• _DATA EXTRACTS_:
────

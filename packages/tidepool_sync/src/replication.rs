//! The replication engine: one pull loop and one push loop per instance,
//! spawned as tokio tasks and owned by a [`Replication`] handle.
//!
//! Pull applies remote change batches to the store atomically together with
//! the checkpoint advance; push scans locally-originated writes past the
//! acknowledged cursor and sends them out. Both loops retry failed cycles
//! with exponential backoff inside the `Active` state; repeated remote
//! rejections of one document quarantine it instead of retrying forever.

use std::collections::HashMap;
use std::sync::Arc;

use serde_json::Value;
use tidepool_store::{ReplicationKey, Store};
use tokio::sync::{Mutex, Notify, broadcast, watch};
use tokio::task::JoinHandle;
use tokio_util::sync::CancellationToken;
use tracing::{debug, error, info, warn};

use crate::config::ReplicationConfig;
use crate::error::{Result, SyncError};
use crate::remote::{Checkpoint, RemoteCollection};

/// Lifecycle of a replication instance. Transient pull/push failures are a
/// backoff-and-retry holding pattern inside `Active`, not a state.
#[derive(Clone, Copy, Debug, PartialEq, Eq)]
pub enum ReplicationStatus {
    Initializing,
    Active,
    Paused,
    Canceled,
}

#[derive(Clone, Debug)]
pub enum ReplicationEvent {
    /// One remote document applied locally.
    Received { collection: String, id: String },
    /// One local document acknowledged remote-side.
    Sent { collection: String, id: String },
    /// A failed cycle or a quarantine, carrying the cause.
    Error(Arc<SyncError>),
    /// Cycle running (`true`) or idle (`false`).
    Active(bool),
    /// Terminal; observed exactly once.
    Canceled,
}

/// Handle to a running replication. Dropping the handle does not stop the
/// loops; call [`Replication::cancel`].
pub struct Replication {
    key: ReplicationKey,
    status_tx: watch::Sender<ReplicationStatus>,
    events_tx: broadcast::Sender<ReplicationEvent>,
    cancel: CancellationToken,
    wake: Arc<Notify>,
    tasks: Mutex<Option<(JoinHandle<()>, JoinHandle<()>)>>,
}

impl Replication {
    /// Load persisted checkpoint state and spawn the pull and push loops.
    pub async fn start(
        store: Store,
        remote: Arc<dyn RemoteCollection>,
        config: ReplicationConfig,
    ) -> Result<Self> {
        let key = ReplicationKey {
            local_collection: config.local_collection.clone(),
            remote_collection: config.remote_collection.clone(),
            identifier: config.identifier.clone(),
        };
        let (status_tx, status_rx) = watch::channel(ReplicationStatus::Initializing);
        let (events_tx, _) = broadcast::channel(256);
        let cancel = CancellationToken::new();
        let wake = Arc::new(Notify::new());

        let state = store.replication_state(&key).await?;
        info!(
            collection = %key.local_collection,
            identifier = %key.identifier,
            has_checkpoint = state.checkpoint.is_some(),
            push_seq = state.push_seq,
            "starting replication"
        );

        let ctx = LoopCtx {
            store,
            remote,
            config: Arc::new(config),
            key: key.clone(),
            events: events_tx.clone(),
            cancel: cancel.clone(),
            wake: wake.clone(),
            status: status_rx,
        };
        let pull = tokio::spawn(pull_loop(ctx.clone(), state.checkpoint));
        let push = tokio::spawn(push_loop(ctx, state.push_seq));
        status_tx.send_replace(ReplicationStatus::Active);

        Ok(Self {
            key,
            status_tx,
            events_tx,
            cancel,
            wake,
            tasks: Mutex::new(Some((pull, push))),
        })
    }

    pub fn key(&self) -> &ReplicationKey {
        &self.key
    }

    pub fn events(&self) -> broadcast::Receiver<ReplicationEvent> {
        self.events_tx.subscribe()
    }

    pub fn state(&self) -> ReplicationStatus {
        *self.status_tx.borrow()
    }

    pub fn watch_state(&self) -> watch::Receiver<ReplicationStatus> {
        self.status_tx.subscribe()
    }

    /// Hold both loops at their next iteration.
    pub fn pause(&self) {
        let current = *self.status_tx.borrow();
        if current == ReplicationStatus::Active {
            self.status_tx.send_replace(ReplicationStatus::Paused);
            info!(collection = %self.key.local_collection, "replication paused");
        }
    }

    pub fn resume(&self) {
        let current = *self.status_tx.borrow();
        if current == ReplicationStatus::Paused {
            self.status_tx.send_replace(ReplicationStatus::Active);
            self.wake.notify_waiters();
            info!(collection = %self.key.local_collection, "replication resumed");
        }
    }

    /// Nudge both loops to run ahead of their poll interval. An application
    /// shell can wire any realtime change signal to this.
    pub fn resync(&self) {
        self.wake.notify_waiters();
    }

    /// Stop both loops and wait for them. Idempotent: the second call is a
    /// no-op, and the `Canceled` event is emitted exactly once. Batches are
    /// transactions, so cancellation never leaves one partially applied.
    pub async fn cancel(&self) {
        let mut tasks = self.tasks.lock().await;
        let Some((pull, push)) = tasks.take() else {
            return;
        };
        self.status_tx.send_replace(ReplicationStatus::Canceled);
        self.cancel.cancel();
        self.wake.notify_waiters();
        let _ = pull.await;
        let _ = push.await;
        let _ = self.events_tx.send(ReplicationEvent::Canceled);
        info!(collection = %self.key.local_collection, "replication canceled");
    }
}

#[derive(Clone)]
struct LoopCtx {
    store: Store,
    remote: Arc<dyn RemoteCollection>,
    config: Arc<ReplicationConfig>,
    key: ReplicationKey,
    events: broadcast::Sender<ReplicationEvent>,
    cancel: CancellationToken,
    wake: Arc<Notify>,
    status: watch::Receiver<ReplicationStatus>,
}

impl LoopCtx {
    fn emit(&self, event: ReplicationEvent) {
        // No receivers is fine; events are observability, not control flow.
        let _ = self.events.send(event);
    }

    fn set_busy(&self, busy: &mut bool, now: bool) {
        if *busy != now {
            *busy = now;
            self.emit(ReplicationEvent::Active(now));
        }
    }

    /// Returns `true` once the instance is canceled.
    async fn hold_while_paused(&mut self) -> bool {
        loop {
            let current = *self.status.borrow();
            match current {
                ReplicationStatus::Canceled => return true,
                ReplicationStatus::Paused => {
                    tokio::select! {
                        _ = self.cancel.cancelled() => return true,
                        changed = self.status.changed() => {
                            if changed.is_err() {
                                return true;
                            }
                        }
                    }
                }
                _ => return self.cancel.is_cancelled(),
            }
        }
    }

    /// Sleep for `delay` unless woken or canceled; `true` means canceled.
    async fn wait(&self, delay: std::time::Duration) -> bool {
        tokio::select! {
            _ = self.cancel.cancelled() => true,
            _ = self.wake.notified() => false,
            _ = tokio::time::sleep(delay) => false,
        }
    }
}
//! Schema registry: per-collection definitions used to validate documents on
//! write and to derive the extracted SQL columns and indexes.
//!
//! Schemas are immutable once a [`crate::Store`] is opened: the whole
//! [`SchemaSet`] is moved into the store handle and no mutation API exists.
//! Changing a schema requires bumping [`SchemaSet::version`] and migrating;
//! opening a database persisted by a newer version fails with
//! `SchemaVersionMismatch`.

use serde_json::Value;

#[derive(Clone, Copy, Debug, PartialEq, Eq)]
pub enum FieldType {
    String,
    Integer,
    Boolean,
    Array,
    Object,
}

impl FieldType {
    fn matches(&self, value: &Value) -> bool {
        match self {
            FieldType::String => value.is_string(),
            FieldType::Integer => value.is_i64() || value.is_u64(),
            FieldType::Boolean => value.is_boolean(),
            FieldType::Array => value.is_array(),
            FieldType::Object => value.is_object(),
        }
    }

    fn name(&self) -> &'static str {
        match self {
            FieldType::String => "string",
            FieldType::Integer => "integer",
            FieldType::Boolean => "boolean",
            FieldType::Array => "array",
            FieldType::Object => "object",
        }
    }
}

/// One declared field of a collection schema.
#[derive(Clone, Debug)]
pub struct FieldDef {
    pub name: String,
    pub field_type: FieldType,
    pub required: bool,
    pub indexed: bool,
    pub max_length: Option<usize>,
    /// Enum constraint: the string value must be one of these.
    pub allowed: Option<Vec<String>>,
}

impl FieldDef {
    fn new(name: impl Into<String>, field_type: FieldType) -> Self {
        Self {
            name: name.into(),
            field_type,
            required: false,
            indexed: false,
            max_length: None,
            allowed: None,
        }
    }

    pub fn string(name: impl Into<String>) -> Self {
        Self::new(name, FieldType::String)
    }

    pub fn integer(name: impl Into<String>) -> Self {
        Self::new(name, FieldType::Integer)
    }

    pub fn boolean(name: impl Into<String>) -> Self {
        Self::new(name, FieldType::Boolean)
    }

    pub fn array(name: impl Into<String>) -> Self {
        Self::new(name, FieldType::Array)
    }

    pub fn object(name: impl Into<String>) -> Self {
        Self::new(name, FieldType::Object)
    }

    pub fn required(mut self) -> Self {
        self.required = true;
        self
    }

    pub fn indexed(mut self) -> Self {
        self.indexed = true;
        self
    }

    pub fn max_length(mut self, max: usize) -> Self {
        self.max_length = Some(max);
        self
    }

    pub fn one_of(mut self, values: &[&str]) -> Self {
        self.allowed = Some(values.iter().map(|v| v.to_string()).collect());
        self
    }

    fn check(&self, value: &Value) -> Result<(), String> {
        if value.is_null() {
            // Null is treated as absent; required-ness is checked separately.
            return Ok(());
        }
        if !self.field_type.matches(value) {
            return Err(format!(
                "field {:?} must be of type {}",
                self.name,
                self.field_type.name()
            ));
        }
        if let (Some(max), Some(s)) = (self.max_length, value.as_str()) {
            if s.chars().count() > max {
                return Err(format!("field {:?} exceeds max length {}", self.name, max));
            }
        }
        if let (Some(allowed), Some(s)) = (&self.allowed, value.as_str()) {
            if !allowed.iter().any(|a| a == s) {
                return Err(format!(
                    "field {:?} must be one of {:?}, got {:?}",
                    self.name, allowed, s
                ));
            }
        }
        Ok(())
    }
}

/// Schema for one collection: primary key, field constraints, and the
/// single-field / compound indexes the store builds over extracted columns.
#[derive(Clone, Debug)]
pub struct CollectionSchema {
    pub name: String,
    pub primary_key: String,
    pub fields: Vec<FieldDef>,
    pub compound_indexes: Vec<Vec<String>>,
}

impl CollectionSchema {
    pub fn new(name: impl Into<String>, primary_key: impl Into<String>) -> Self {
        Self {
            name: name.into(),
            primary_key: primary_key.into(),
            fields: Vec::new(),
            compound_indexes: Vec::new(),
        }
    }

    pub fn field(mut self, def: FieldDef) -> Self {
        self.fields.push(def);
        self
    }

    pub fn compound_index(mut self, fields: &[&str]) -> Self {
        self.compound_indexes
            .push(fields.iter().map(|f| f.to_string()).collect());
        self
    }

    pub fn field_def(&self, name: &str) -> Option<&FieldDef> {
        self.fields.iter().find(|f| f.name == name)
    }

    /// Validate a full document against this schema. Used for inserts, for
    /// the merged result of a patch, and for documents applied from remote;
    /// every mutation path funnels through here.
    pub fn validate(&self, doc: &Value) -> Result<(), String> {
        let obj = doc
            .as_object()
            .ok_or_else(|| "document must be a JSON object".to_string())?;

        let pk = obj.get(&self.primary_key).unwrap_or(&Value::Null);
        let pk_str = pk
            .as_str()
            .ok_or_else(|| format!("primary key {:?} must be a string", self.primary_key))?;
        if pk_str.is_empty() {
            return Err(format!("primary key {:?} must not be empty", self.primary_key));
        }
        if let Some(def) = self.field_def(&self.primary_key) {
            def.check(pk)?;
        }

        for def in &self.fields {
            match obj.get(&def.name) {
                Some(value) if !value.is_null() => def.check(value)?,
                _ if def.required => {
                    return Err(format!("missing required field {:?}", def.name));
                }
                _ => {}
            }
        }
        // Undeclared fields pass through untouched; the remote side may carry
        // metadata this client does not know about.
        Ok(())
    }

    /// Fields persisted to their own SQL column, beyond the fixed meta
    /// columns (`id`, `updated_at`, `deleted`).
    pub(crate) fn extracted_fields(&self) -> impl Iterator<Item = &FieldDef> {
        self.fields.iter().filter(|f| {
            f.indexed && f.name != self.primary_key && f.name != "updatedAt" && f.name != "deleted"
        })
    }

    /// Whether a selector or sort on this field can be answered from a SQL
    /// column. Anything else falls back to a scan filtered in Rust.
    pub(crate) fn is_extracted(&self, field: &str) -> bool {
        field == self.primary_key
            || field == "updatedAt"
            || field == "deleted"
            || self
                .fields
                .iter()
                .any(|f| f.indexed && f.name == field)
    }

    /// SQL column name for a document field.
    pub(crate) fn column_for(&self, field: &str) -> String {
        if field == self.primary_key {
            "id".to_string()
        } else {
            camel_to_snake(field)
        }
    }
}

/// The immutable set of schemas a store is opened with.
#[derive(Clone, Debug)]
pub struct SchemaSet {
    pub version: i64,
    collections: Vec<CollectionSchema>,
}

impl SchemaSet {
    pub fn new(version: i64) -> Self {
        Self {
            version,
            collections: Vec::new(),
        }
    }

    pub fn collection(mut self, schema: CollectionSchema) -> Self {
        self.collections.push(schema);
        self
    }

    pub fn get(&self, name: &str) -> Option<&CollectionSchema> {
        self.collections.iter().find(|c| c.name == name)
    }

    pub fn iter(&self) -> impl Iterator<Item = &CollectionSchema> {
        self.collections.iter()
    }
}

/// `threadId` -> `thread_id`. Deterministic, used for both DDL and query
/// pushdown so the two can never disagree.
pub(crate) fn camel_to_snake(field: &str) -> String {
    let mut out = String::with_capacity(field.len() + 4);
    for c in field.chars() {
        if c.is_ascii_uppercase() {
            out.push('_');
            out.push(c.to_ascii_lowercase());
        } else {
            out.push(c);
        }
    }
    out
}

#[cfg(test)]
mod tests {
    use super::*;
    use serde_json::json;

    fn schema() -> CollectionSchema {
        CollectionSchema::new("threads", "id")
            .field(FieldDef::string("id").required().max_length(36))
            .field(FieldDef::string("title").required())
            .field(FieldDef::string("visibility").one_of(&["private", "public"]))
            .field(FieldDef::integer("createdAt").required().indexed())
            .field(FieldDef::boolean("deleted"))
    }

    #[test]
    fn accepts_valid_document() {
        let doc = json!({"id": "t1", "title": "New Chat", "createdAt": 1, "visibility": "private"});
        assert!(schema().validate(&doc).is_ok());
    }

    #[test]
    fn rejects_missing_required_field() {
        let doc = json!({"id": "t1", "createdAt": 1});
        let err = schema().validate(&doc).unwrap_err();
        assert!(err.contains("title"), "{err}");
    }

    #[test]
    fn rejects_enum_violation() {
        let doc = json!({"id": "t1", "title": "x", "createdAt": 1, "visibility": "shared"});
        let err = schema().validate(&doc).unwrap_err();
        assert!(err.contains("visibility"), "{err}");
    }

    #[test]
    fn rejects_wrong_type_and_long_key() {
        let doc = json!({"id": "t1", "title": "x", "createdAt": "yesterday"});
        assert!(schema().validate(&doc).is_err());

        let doc = json!({"id": "x".repeat(37), "title": "x", "createdAt": 1});
        assert!(schema().validate(&doc).is_err());
    }

    #[test]
    fn null_counts_as_absent() {
        let doc = json!({"id": "t1", "title": null, "createdAt": 1});
        assert!(schema().validate(&doc).is_err());

        let doc = json!({"id": "t1", "title": "x", "createdAt": 1, "deleted": null});
        assert!(schema().validate(&doc).is_ok());
    }

    #[test]
    fn column_names() {
        let s = schema();
        assert_eq!(s.column_for("id"), "id");
        assert_eq!(s.column_for("createdAt"), "created_at");
        assert_eq!(camel_to_snake("threadId"), "thread_id");
        assert_eq!(camel_to_snake("deleted"), "deleted");
    }

    #[test]
    fn extracted_fields_skip_meta_columns() {
        let s = CollectionSchema::new("messages", "id")
            .field(FieldDef::string("id").required())
            .field(FieldDef::string("threadId").indexed())
            .field(FieldDef::integer("createdAt").indexed())
            .field(FieldDef::boolean("deleted").indexed());
        let cols: Vec<_> = s.extracted_fields().map(|f| f.name.clone()).collect();
        assert_eq!(cols, vec!["threadId", "createdAt"]);
        assert!(s.is_extracted("deleted"));
        assert!(!s.is_extracted("content"));
    }
}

────

• _BRIEF_: Check every line of the entries above, and copy those that carry the string "failed".

• _COMPLETED EXERCISE_:
//! acknowledged cursor and sends them out. Both loops retry failed cycles
    /// A failed cycle or a quarantine, carrying the cause.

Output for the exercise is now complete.